Ok, here's our next needed syntactic change, already implemented and being used in my draft of an 0.8.5 release. Fortunately, this one's completely upwards compatible.
In actually writing real live distributed applications, echat & edesk, MarcS found himself repeatedly needing to turn data flow back into control flow, and repeatedly using the standard E idiom for doing so:
(foo <- msg(args)) whenResolved(define observer(result) {
if (E isBroken(result)) {
define problem := E optProblem(result)
... handle the failure case ...
} else {
... handle the success case ...
}
As you can guess from the title of this email, having to say this manually every time was quite a pain. In fact it was so much of a pain that we worry that people will avoid the whole idiom much to their peril, and drop the failure-handling case. So we have new syntactic sugar to propose: the when/latch/catch construct.
But before we even think about explaining the new sugar, in the next email, let's carefully step through the above idiom and see what's going on.
foo <- msg(args)
This requests foo to "eventually" perform the requested action. This expression immediately returns a promise for a result. foo may be local or remote. Since the remote case is strictly more interesting than the local case, I will assume foo is remote.
By special arrangement, the "whenResolved" message succeeds at requesting notification of resolution in all the above circumstances.
First, "whenResolved" is among the Miranda methods that all objects respond to. Though coded in Java, it's equivalent to:
to whenResolved(observer) {
observer <- run(self)
}
Where by "self", I simply mean the receiving object. In this, whenResolved is identical to Joule's "respond", which is where the idea came from. The cool thing about testing for resolution by sending a tracer message on the reference is that the message snakes its way through intermediate levels of forwarding, such as case #c above.
The only cases left to handle are broken promises and network partitions.
If a whenResolved is sent to a broken promise, the broken promise, by special dispensation, sends itself to the observer argument as in the above Miranda method. If an unforwarded promise becomes broken, it does likewise for any whenResolved messages it had queued up for delivery.
If a whenResolved is sent to a local forwarded promise, or if a local promise with a queued up whenResolved gets forwarded, then the whenResolved just gets sent to its new destination with no special case, just like any other message. This is because local promises are reliable. Once forwarded, they are identical to the thing they are forwarding to.

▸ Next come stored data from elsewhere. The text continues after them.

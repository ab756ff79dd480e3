//! Query Classifier
//!
//! Cascading, latency-first classification of a query into a [`QueryType`]:
//!
//! ```text
//! 1. prefix cache   ── hit ──────────────► (cached type, 0.90)
//! 2. keyword score  ── best score >= 2 ──► (type, 0.85)
//! 3. small LLM call ── category parsed ──► (type, 0.90), cached
//! 4. default        ─────────────────────► (general, 0.50)
//! ```
//!
//! Step 3 is only reached when the two near-free steps fail. Every failure
//! inside the cascade is logged and the next step runs; classification
//! itself never fails.

use std::sync::atomic::{AtomicU64, Ordering};
use std::sync::Arc;
use std::time::Duration;

use serde::{Deserialize, Serialize};

use super::catalog::{PoolId, QueryType};
use super::pools::PoolRegistry;
use crate::backend::LlmRequest;
use crate::cache::BoundedMap;
use crate::error::GatewayError;
use crate::resilience::{BreakerError, BreakerRegistry};
use crate::text;

/// Confidence of a prefix-cache hit or an LLM classification
pub const CACHED_CONFIDENCE: f32 = 0.9;
/// Confidence of a keyword classification
pub const KEYWORD_CONFIDENCE: f32 = 0.85;
/// Confidence of the default classification
pub const DEFAULT_CONFIDENCE: f32 = 0.5;
/// Minimum keyword score accepted
pub const KEYWORD_THRESHOLD: usize = 2;

/// Classifier settings
#[derive(Clone, Debug, PartialEq, Serialize, Deserialize)]
pub struct ClassifierConfig {
    /// Pool hosting the classification model
    pub pool: PoolId,
    /// Small model used for step 3
    pub model: String,
    /// Timeout of the classification call
    pub timeout: Duration,
    /// Token budget of the classification call
    pub max_tokens: u32,
    /// Entries kept in the prefix cache
    pub cache_size: usize,
    /// Characters of the normalised query used as cache key
    pub prefix_len: usize,
}

impl Default for ClassifierConfig {
    fn default() -> Self {
        Self {
            pool: PoolId::Fast,
            model: "llama3.2:3b".to_string(),
            timeout: Duration::from_secs(3),
            max_tokens: 10,
            cache_size: 1000,
            prefix_len: 100,
        }
    }
}

/// Which cascade step produced a classification
#[derive(Clone, Copy, Debug, PartialEq, Eq, Serialize, Deserialize)]
#[serde(rename_all = "snake_case")]
pub enum ClassificationMethod {
    /// Prefix cache
    Cache,
    /// Keyword scoring
    Keywords,
    /// LLM call
    Llm,
    /// Nothing matched
    Default,
}

/// Result of [`Classifier::classify`]
#[derive(Clone, Copy, Debug, PartialEq, Serialize, Deserialize)]
pub struct Classification {
    /// Chosen category
    pub query_type: QueryType,
    /// Confidence in `[0, 1]`
    pub confidence: f32,
    /// Step that produced it
    pub method: ClassificationMethod,
}

/// Per-step counters
#[derive(Clone, Debug, Default, PartialEq, Eq, Serialize, Deserialize)]
pub struct ClassifierStats {
    /// Prefix cache hits
    pub cache_hits: u64,
    /// Keyword classifications
    pub keyword_hits: u64,
    /// LLM classifications
    pub llm_hits: u64,
    /// LLM steps that failed or gave no category
    pub llm_failures: u64,
    /// Default classifications
    pub defaults: u64,
}

#[derive(Debug, Default)]
struct Counters {
    cache_hits: AtomicU64,
    keyword_hits: AtomicU64,
    llm_hits: AtomicU64,
    llm_failures: AtomicU64,
    defaults: AtomicU64,
}

/// Keyword score of every query type, in [`QueryType::ALL`] order
#[must_use]
pub fn keyword_scores(query: &str) -> Vec<(QueryType, usize)> {
    let normalized = text::normalize(query);
    QueryType::ALL
        .into_iter()
        .map(|t| {
            let score = t
                .keywords()
                .iter()
                .filter(|kw| text::contains_term(&normalized, kw))
                .count();
            (t, score)
        })
        .collect()
}

/// Best keyword match if its score reaches [`KEYWORD_THRESHOLD`]
///
/// Ties go to the type listed first in [`QueryType::ALL`].
#[must_use]
pub fn keyword_classify(query: &str) -> Option<QueryType> {
    let mut best: Option<(QueryType, usize)> = None;
    for (t, score) in keyword_scores(query) {
        if best.map_or(true, |(_, s)| score > s) {
            best = Some((t, score));
        }
    }
    best.filter(|(_, s)| *s >= KEYWORD_THRESHOLD).map(|(t, _)| t)
}

/// First category name appearing in an LLM reply
#[must_use]
pub fn parse_category(reply: &str) -> Option<QueryType> {
    text::normalize(reply)
        .split(' ')
        .find_map(|word| word.parse::<QueryType>().ok())
}

fn classification_prompt(query: &str) -> String {
    let menu: Vec<&str> = QueryType::ALL.iter().map(QueryType::as_str).collect();
    format!(
        "Classify the query into exactly one of these categories: {}.\n\
         Reply with only the category name.\n\n\
         Query: {query}\n\
         Category:",
        menu.join(", ")
    )
}

/// Cascading query classifier
#[derive(Debug)]
pub struct Classifier {
    config: ClassifierConfig,
    pools: Arc<PoolRegistry>,
    breakers: Arc<BreakerRegistry>,
    cache: BoundedMap<String, QueryType>,
    counters: Counters,
}

impl Classifier {
    /// Create a classifier sharing the gateway's pools and breakers
    #[must_use]
    pub fn new(
        config: ClassifierConfig,
        pools: Arc<PoolRegistry>,
        breakers: Arc<BreakerRegistry>,
    ) -> Self {
        let cache = BoundedMap::new(config.cache_size);
        Self {
            config,
            pools,
            breakers,
            cache,
            counters: Counters::default(),
        }
    }

    /// Active configuration
    #[must_use]
    pub fn config(&self) -> &ClassifierConfig {
        &self.config
    }

    /// Classify `query`
    pub async fn classify(&self, query: &str) -> Classification {
        let key = text::prefix(query, self.config.prefix_len);

        if let Some(query_type) = self.cache.get(&key) {
            self.counters.cache_hits.fetch_add(1, Ordering::Relaxed);
            return Classification {
                query_type,
                confidence: CACHED_CONFIDENCE,
                method: ClassificationMethod::Cache,
            };
        }

        if let Some(query_type) = keyword_classify(query) {
            self.counters.keyword_hits.fetch_add(1, Ordering::Relaxed);
            tracing::debug!(%query_type, "Classified by keywords");
            return Classification {
                query_type,
                confidence: KEYWORD_CONFIDENCE,
                method: ClassificationMethod::Keywords,
            };
        }

        match self.classify_with_llm(query).await {
            Ok(query_type) => {
                self.counters.llm_hits.fetch_add(1, Ordering::Relaxed);
                self.cache.insert(key, query_type);
                tracing::debug!(%query_type, "Classified by LLM");
                return Classification {
                    query_type,
                    confidence: CACHED_CONFIDENCE,
                    method: ClassificationMethod::Llm,
                };
            }
            Err(e) => {
                self.counters.llm_failures.fetch_add(1, Ordering::Relaxed);
                tracing::debug!(error = %e, "LLM classification unavailable, using default");
            }
        }

        self.counters.defaults.fetch_add(1, Ordering::Relaxed);
        Classification {
            query_type: QueryType::General,
            confidence: DEFAULT_CONFIDENCE,
            method: ClassificationMethod::Default,
        }
    }

    async fn classify_with_llm(&self, query: &str) -> Result<QueryType, GatewayError> {
        let backend = self
            .pools
            .backend(self.config.pool)
            .map_err(|e| GatewayError::ClassificationFallback(e.to_string()))?;
        let breaker = self.breakers.get_or_create(&self.config.pool.breaker_name());
        let timeout = self.config.timeout;

        let request = LlmRequest::new(classification_prompt(query), self.config.model.clone())
            .with_max_tokens(self.config.max_tokens)
            .with_temperature(0.0)
            .with_timeout(timeout);

        let reply = breaker
            .call(|| async {
                match tokio::time::timeout(timeout, backend.generate(&request)).await {
                    Ok(result) => result,
                    Err(_) => Err(crate::error::BackendError::Timeout(timeout)),
                }
            })
            .await
            .map_err(|e| match e {
                BreakerError::Open { name } => {
                    GatewayError::ClassificationFallback(format!("breaker '{name}' open"))
                }
                BreakerError::Inner(err) => GatewayError::ClassificationFallback(err.to_string()),
            })?;

        parse_category(&reply.content).ok_or_else(|| {
            GatewayError::ClassificationFallback(format!(
                "no category in reply '{}'",
                reply.content.trim()
            ))
        })
    }

    /// Whether the classification model is reachable on its pool
    pub async fn is_available(&self) -> bool {
        self.pools
            .is_model_available(&self.config.model, self.config.pool)
            .await
    }

    /// Per-step counters
    #[must_use]
    pub fn stats(&self) -> ClassifierStats {
        ClassifierStats {
            cache_hits: self.counters.cache_hits.load(Ordering::Relaxed),
            keyword_hits: self.counters.keyword_hits.load(Ordering::Relaxed),
            llm_hits: self.counters.llm_hits.load(Ordering::Relaxed),
            llm_failures: self.counters.llm_failures.load(Ordering::Relaxed),
            defaults: self.counters.defaults.load(Ordering::Relaxed),
        }
    }
}

#[cfg(test)]
mod tests {
    use super::*;
    use crate::backend::mock::MockBackend;
    use crate::backend::InferenceBackend;
    use crate::error::BackendError;
    use crate::resilience::BreakerConfig;
    use pretty_assertions::assert_eq;

    fn classifier(fast: &Arc<MockBackend>) -> Classifier {
        let pools = Arc::new(PoolRegistry::new().with_backend(
            PoolId::Fast,
            "llama3.2:3b",
            Some(Arc::clone(fast) as Arc<dyn InferenceBackend>),
        ));
        Classifier::new(
            ClassifierConfig::default(),
            pools,
            Arc::new(BreakerRegistry::new(BreakerConfig::default())),
        )
    }

    #[test]
    fn test_weather_query_scores_secretary_only() {
        let scores = keyword_scores("what's the weather right now");
        let strong: Vec<_> = scores.iter().filter(|(_, s)| *s >= 2).collect();
        assert_eq!(strong, vec![&(QueryType::Secretary, 2)]);
        assert_eq!(
            keyword_classify("what's the weather right now"),
            Some(QueryType::Secretary)
        );
    }

    #[test]
    fn test_single_keyword_is_not_enough() {
        assert_eq!(keyword_classify("tell me a story"), None);
        assert_eq!(keyword_classify("hello there"), None);
    }

    #[test]
    fn test_keyword_tie_goes_to_first_type() {
        // code: python, function; math: calculate, equation
        assert_eq!(
            keyword_classify("python function to calculate an equation"),
            Some(QueryType::Code)
        );
    }

    #[test]
    fn test_parse_category() {
        assert_eq!(parse_category("Math"), Some(QueryType::Math));
        assert_eq!(
            parse_category("The category is: creative (or maybe code)"),
            Some(QueryType::Creative)
        );
        assert_eq!(parse_category("no idea"), None);
    }

    #[tokio::test]
    async fn test_keywords_need_no_network() {
        let fast = Arc::new(MockBackend::new("fast"));
        let c = classifier(&fast);

        let result = c.classify("fix this python function, it has a bug").await;
        assert_eq!(result.query_type, QueryType::Code);
        assert!((result.confidence - KEYWORD_CONFIDENCE).abs() < f32::EPSILON);
        assert_eq!(result.method, ClassificationMethod::Keywords);
        assert_eq!(fast.total_requests(), 0);
    }

    #[tokio::test]
    async fn test_llm_step_then_cache() {
        let fast = Arc::new(MockBackend::new("fast"));
        fast.set_reply("llama3.2:3b", "reasoning");
        let c = classifier(&fast);

        let first = c.classify("Should I take the job offer?").await;
        assert_eq!(first.query_type, QueryType::Reasoning);
        assert_eq!(first.method, ClassificationMethod::Llm);
        assert_eq!(fast.total_requests(), 1);

        let request = &fast.requests()[0];
        assert_eq!(request.max_tokens, 10);
        assert!(request.prompt.contains("Reply with only the category name"));

        let second = c.classify("should i take the job offer").await;
        assert_eq!(second.query_type, QueryType::Reasoning);
        assert_eq!(second.method, ClassificationMethod::Cache);
        assert!((second.confidence - CACHED_CONFIDENCE).abs() < f32::EPSILON);
        assert_eq!(fast.total_requests(), 1);
        assert_eq!(c.stats().cache_hits, 1);
    }

    #[tokio::test]
    async fn test_llm_failure_defaults_to_general() {
        let fast = Arc::new(MockBackend::new("fast"));
        fast.set_failure(
            "llama3.2:3b",
            BackendError::Status {
                status: 500,
                body: "oom".into(),
            },
        );
        let c = classifier(&fast);

        let result = c.classify("hmm").await;
        assert_eq!(result.query_type, QueryType::General);
        assert!((result.confidence - DEFAULT_CONFIDENCE).abs() < f32::EPSILON);
        assert_eq!(c.stats().llm_failures, 1);
        assert_eq!(c.stats().defaults, 1);
    }

    #[tokio::test]
    async fn test_unconfigured_classifier_pool_defaults() {
        let c = Classifier::new(
            ClassifierConfig::default(),
            Arc::new(PoolRegistry::new()),
            Arc::new(BreakerRegistry::default()),
        );
        let result = c.classify("hmm").await;
        assert_eq!(result.method, ClassificationMethod::Default);
        assert!(!c.is_available().await);
    }

    #[tokio::test]
    async fn test_unparseable_reply_defaults() {
        let fast = Arc::new(MockBackend::new("fast"));
        fast.set_reply("llama3.2:3b", "I cannot say");
        let c = classifier(&fast);
        let result = c.classify("hmm").await;
        assert_eq!(result.query_type, QueryType::General);
        assert_eq!(result.method, ClassificationMethod::Default);
    }
}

Not so with remote references, both proxies and futures. A network partition can break the proxy c1 for Carol in VatA, even though Carol in VatC remains perfectly healthy. Whereas a local reference is reliable, a remote reference is fail-stop. Until it fails, it will deliver messages reliably in order. Once it fails, it will deliver no more messages. Of course, the constraints of distributed systems prevent us from knowing precisely when it failed if it fails because of partition. We know the failure happened no earlier than the last message we know successfully got delivered (by receiving a reply), and no later than when we receive notification of partition.
In any case, since remote references are fail-stop rather than reliable, they also treat whenResolved messages specially. They remember the original whenResolved message that came in, and instead transmit one just like it, but with an observer that wraps the original observer. If the network partitions, these remote references become broken, and they send themselves to the original observers, just as with broken promises. If the wrapped observer gets invoked, they forward the invocation to the original observer, and drop the memory of this whenResolved, as the obligation has now been discharged.

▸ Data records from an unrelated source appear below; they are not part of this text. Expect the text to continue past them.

impl Router {
    /// Create a router
    #[must_use]
    pub fn new(
        config: RouterConfig,
        catalog: ModelCatalog,
        pools: Arc<PoolRegistry>,
        breakers: Arc<BreakerRegistry>,
        retry: RetryPolicy,
        classifier: Arc<Classifier>,
    ) -> Self {
        Self {
            config,
            catalog,
            pools,
            breakers,
            retry,
            classifier,
            metrics: RouterMetrics::new(),
            last_decision: RwLock::new(None),
        }
    }

    /// Classify, pick a strategy by importance, and execute
    pub async fn route(&self, request: &RouteRequest) -> Result<RouteOutcome> {
        let classification = match request.classification {
            Some(c) => c,
            None => self.classifier.classify(&request.query).await,
        };
        let qt = classification.query_type;
        let confidence = classification.confidence;

        tracing::debug!(
            query_type = %qt,
            confidence,
            importance = %request.importance,
            "Routing query"
        );

        if request.importance == Importance::Critical {
            return self.ensemble_query(request, classification).await;
        }

        let decision = match request.importance {
            Importance::Fast => self.query_fastest(qt, confidence, request.importance).await,
            _ => self.query_best(qt, confidence, request.importance).await,
        };
        let response = self.execute(&decision, request).await?;

        Ok(RouteOutcome {
            response,
            decision,
            classification,
        })
    }

    /// First available candidate by weight, pools in priority order
    pub async fn query_best(
        &self,
        query_type: QueryType,
        confidence: f32,
        importance: Importance,
    ) -> RouteDecision {
        let priority = pool_priority(query_type, importance);
        for pool in priority {
            for spec in self.catalog.candidates(query_type) {
                if !spec.allowed_on(pool) {
                    continue;
                }
                if self.pools.is_model_available(&spec.name, pool).await {
                    return self.candidate_decision(
                        spec,
                        pool,
                        RouteReason::BestCandidate,
                        query_type,
                        confidence,
                    );
                }
            }
        }
        self.default_decision(query_type, confidence, priority).await
    }

    /// Smallest available candidate across the priority-ordered pools
    pub async fn query_fastest(
        &self,
        query_type: QueryType,
        confidence: f32,
        importance: Importance,
    ) -> RouteDecision {
        let priority = pool_priority(query_type, importance);
        let available = self.available_candidates(query_type, priority, usize::MAX).await;

        let mut fastest: Option<&(ModelSpec, PoolId)> = None;
        for entry in &available {
            if fastest.map_or(true, |(best, _)| entry.0.size_b < best.size_b) {
                fastest = Some(entry);
            }
        }

        match fastest {
            Some((spec, pool)) => self.candidate_decision(
                spec,
                *pool,
                RouteReason::FastestCandidate,
                query_type,
                confidence,
            ),
            None => self.default_decision(query_type, confidence, priority).await,
        }
    }

    /// Concurrent ensemble with a synthesis pass
    ///
    /// Failed or empty member answers are dropped. One surviving answer is
    /// returned as is; two or more are merged by a synthesis call. With no
    /// survivors the query falls back to [`Router::query_best`].
    pub async fn ensemble_query(
        &self,
        request: &RouteRequest,
        classification: Classification,
    ) -> Result<RouteOutcome> {
        let qt = classification.query_type;
        let confidence = classification.confidence;
        let priority = pool_priority(qt, Importance::Critical);
        self.metrics.total_ensembles.inc();

        let members = self
            .available_candidates(qt, priority, self.config.ensemble_size.max(1))
            .await;

        let calls = members.iter().map(|(spec, pool)| {
            let decision =
                self.candidate_decision(spec, *pool, RouteReason::EnsembleMember, qt, confidence);
            async move {
                let result = self.execute(&decision, request).await;
                (decision, result)
            }
        });
        let results = join_all(calls).await;

        let mut answers: Vec<(RouteDecision, String)> = Vec::new();
        for (decision, result) in results {
            match result {
                Ok(text) if !text.trim().is_empty() => answers.push((decision, text)),
                Ok(_) => {
                    tracing::debug!(model = %decision.model, "Ensemble member produced nothing");
                }
                Err(e) => {
                    tracing::warn!(model = %decision.model, error = %e, "Ensemble member failed");
                }
            }
        }

        tracing::info!(
            query_type = %qt,
            members = members.len(),
            succeeded = answers.len(),
            "Ensemble finished"
        );

        if answers.is_empty() {
            let decision = self.query_best(qt, confidence, Importance::Normal).await;
            let response = self.execute(&decision, request).await?;
            return Ok(RouteOutcome {
                response,
                decision,
                classification,
            });
        }

        if answers.len() == 1 {
            let (decision, response) = answers.remove(0);
            self.set_last_decision(&decision);
            return Ok(RouteOutcome {
                response,
                decision,
                classification,
            });
        }

        let synthesis = RouteDecision {
            model: self
                .config
                .synthesis_model
                .clone()
                .unwrap_or_else(|| self.pools.default_model(PoolId::Big).to_string()),
            pool: PoolId::Big,
            url: self.pools.base_url(PoolId::Big).ok(),
            reason: RouteReason::EnsembleSynthesis,
            query_type: qt,
            confidence,
            fallback: false,
            keep_alive: None,
        };
        let synthesis_request = RouteRequest {
            query: synthesis_prompt(&request.query, &answers),
            importance: Importance::Critical,
            system_prompt: request.system_prompt.clone(),
            context: None,
            classification: Some(classification),
        };

        match self.execute(&synthesis, &synthesis_request).await {
            Ok(text) if !text.trim().is_empty() => Ok(RouteOutcome {
                response: text,
                decision: synthesis,
                classification,
            }),
            other => {
                if let Err(e) = other {
                    tracing::warn!(error = %e, "Synthesis call failed, using first answer");
                } else {
                    tracing::warn!("Synthesis returned nothing, using first answer");
                }
                let (decision, response) = answers.remove(0);
                self.set_last_decision(&decision);
                Ok(RouteOutcome {
                    response,
                    decision,
                    classification,
                })
            }
        }
    }

    /// Execute a decision under the pool's breaker and the retry policy
    ///
    /// Records the decision as the most recent one. Backend failures and
    /// open breakers give `Ok("")`; an unconfigured pool is an error.
    pub async fn execute(&self, decision: &RouteDecision, request: &RouteRequest) -> Result<String> {
        self.set_last_decision(decision);
        self.metrics
            .record_decision(decision.query_type, decision.fallback);

        let backend = self.pools.backend(decision.pool)?;
        let breaker = self.breakers.get_or_create(&decision.pool.breaker_name());
        let timeout = self.config.request_timeout;

        let mut llm_request = LlmRequest::new(request.query.clone(), decision.model.clone())
            .with_max_tokens(self.config.num_predict)
            .with_temperature(self.config.temperature)
            .with_keep_alive(decision.keep_alive.clone())
            .with_timeout(timeout);
        llm_request.system = request.system_prompt.clone();
        llm_request.context = request.context.clone();

        let started = Instant::now();
        let result = breaker
            .call(|| {
                self.retry.retry(|| async {
                    match tokio::time::timeout(timeout, backend.generate(&llm_request)).await {
                        Ok(Ok(response)) if response.content.trim().is_empty() => {
                            Err(BackendError::Decode("empty response".into()))
                        }
                        Ok(result) => result,
                        Err(_) => Err(BackendError::Timeout(timeout)),
                    }
                })
            })
            .await;
        let elapsed = started.elapsed();

        match result {
            Ok(response) => {
                self.metrics
                    .record_call(&decision.model, CallOutcome::Success, elapsed);
                tracing::debug!(
                    model = %decision.model,
                    pool = %decision.pool,
                    elapsed_ms = u64::try_from(elapsed.as_millis()).unwrap_or(u64::MAX),
                    "Model call succeeded"
                );
                Ok(response.content)
            }
            Err(BreakerError::Open { name }) => {
                self.metrics
                    .record_call(&decision.model, CallOutcome::Blocked, Duration::ZERO);
                let err = GatewayError::BreakerOpen { name };
                tracing::warn!(model = %decision.model, error = %err, "Model call blocked");
                Ok(String::new())
            }
            Err(BreakerError::Inner(e)) => {
                let outcome = if matches!(e, BackendError::Decode(_)) {
                    CallOutcome::Empty
                } else {
                    CallOutcome::Failure
                };
                self.metrics.record_call(&decision.model, outcome, elapsed);
                let err = match self.retry.classifier.classify(&e) {
                    ErrorClass::Transient => GatewayError::TransientBackend(e.to_string()),
                    ErrorClass::Permanent => GatewayError::PermanentBackend(e.to_string()),
                };
                tracing::warn!(
                    model = %decision.model,
                    pool = %decision.pool,
                    error = %err,
                    "Model call failed"
                );
                Ok(String::new())
            }
        }
    }

    /// Available candidates in pool priority then weight order, deduplicated
    /// by model name, at most `limit`
    async fn available_candidates(
        &self,
        query_type: QueryType,
        priority: [PoolId; 2],
        limit: usize,
    ) -> Vec<(ModelSpec, PoolId)> {
        let mut found = Vec::new();
        let mut seen = HashSet::new();
        for pool in priority {
            for spec in self.catalog.candidates(query_type) {
                if found.len() >= limit {
                    return found;
                }
                if !spec.allowed_on(pool) || seen.contains(&spec.name) {
                    continue;
                }
                if self.pools.is_model_available(&spec.name, pool).await {
                    seen.insert(spec.name.clone());
                    found.push((spec.clone(), pool));
                }
            }
        }
        found
    }

    async fn default_decision(
        &self,
        query_type: QueryType,
        confidence: f32,
        priority: [PoolId; 2],
    ) -> RouteDecision {
        for pool in priority {
            let model = self.pools.default_model(pool);
            if !model.is_empty() && self.pools.is_model_available(model, pool).await {
                return RouteDecision {
                    model: model.to_string(),
                    pool,
                    url: self.pools.base_url(pool).ok(),
                    reason: RouteReason::PoolDefault,
                    query_type,
                    confidence,
                    fallback: false,
                    keep_alive: None,
                };
            }
        }

        let model = self.pools.default_model(PoolId::Big).to_string();
        tracing::warn!(
            query_type = %query_type,
            model = %model,
            "No candidate or pool default available, forcing big pool default"
        );
        RouteDecision {
            model,
            pool: PoolId::Big,
            url: self.pools.base_url(PoolId::Big).ok(),
            reason: RouteReason::UltimateFallback,
            query_type,
            confidence,
            fallback: true,
            keep_alive: None,
        }
    }

    fn candidate_decision(
        &self,
        spec: &ModelSpec,
        pool: PoolId,
        reason: RouteReason,
        query_type: QueryType,
        confidence: f32,
    ) -> RouteDecision {
        RouteDecision {
            model: spec.name.clone(),
            pool,
            url: self.pools.base_url(pool).ok(),
            reason,
            query_type,
            confidence,
            fallback: false,
            keep_alive: spec.keep_alive.clone(),
        }
    }

    fn set_last_decision(&self, decision: &RouteDecision) {
        *self.last_decision.write() = Some(decision.clone());
    }

    /// Most recent decision, for observability only
    #[must_use]
    pub fn last_decision(&self) -> Option<RouteDecision> {
        self.last_decision.read().clone()
    }

    /// Whether each query type has at least one available candidate
    pub async fn availability(&self) -> BTreeMap<QueryType, bool> {
        let mut map = BTreeMap::new();
        for qt in QueryType::ALL {
            let priority = pool_priority(qt, Importance::Normal);
            let available = !self.available_candidates(qt, priority, 1).await.is_empty();
            map.insert(qt, available);
        }
        map
    }

    /// Router metrics
    #[must_use]
    pub fn metrics(&self) -> &RouterMetrics {
        &self.metrics
    }

    /// Shared classifier
    #[must_use]
    pub fn classifier(&self) -> &Arc<Classifier> {
        &self.classifier
    }

    /// Shared pool registry
    #[must_use]
    pub fn pools(&self) -> &Arc<PoolRegistry> {
        &self.pools
    }
}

Whew! That's a lot of detailed hair, but the resulting semantics are simple. If you send whenResolved to a reference, should the reference become resolved, it will send the resolution (presumably identical to itself) to the observer argument.
Since, in the distributed case, partition may always happen, one should always check this resolution to see if it's broken. "E isBroken(result)" does this. Optionally, if it is broken, "E optProblem(result)" will yield the exception object that explains the problem. If it's not broken, it must represent a successful resolution. I believe that explains the whole idiom. I'll propose our sugar in a later message.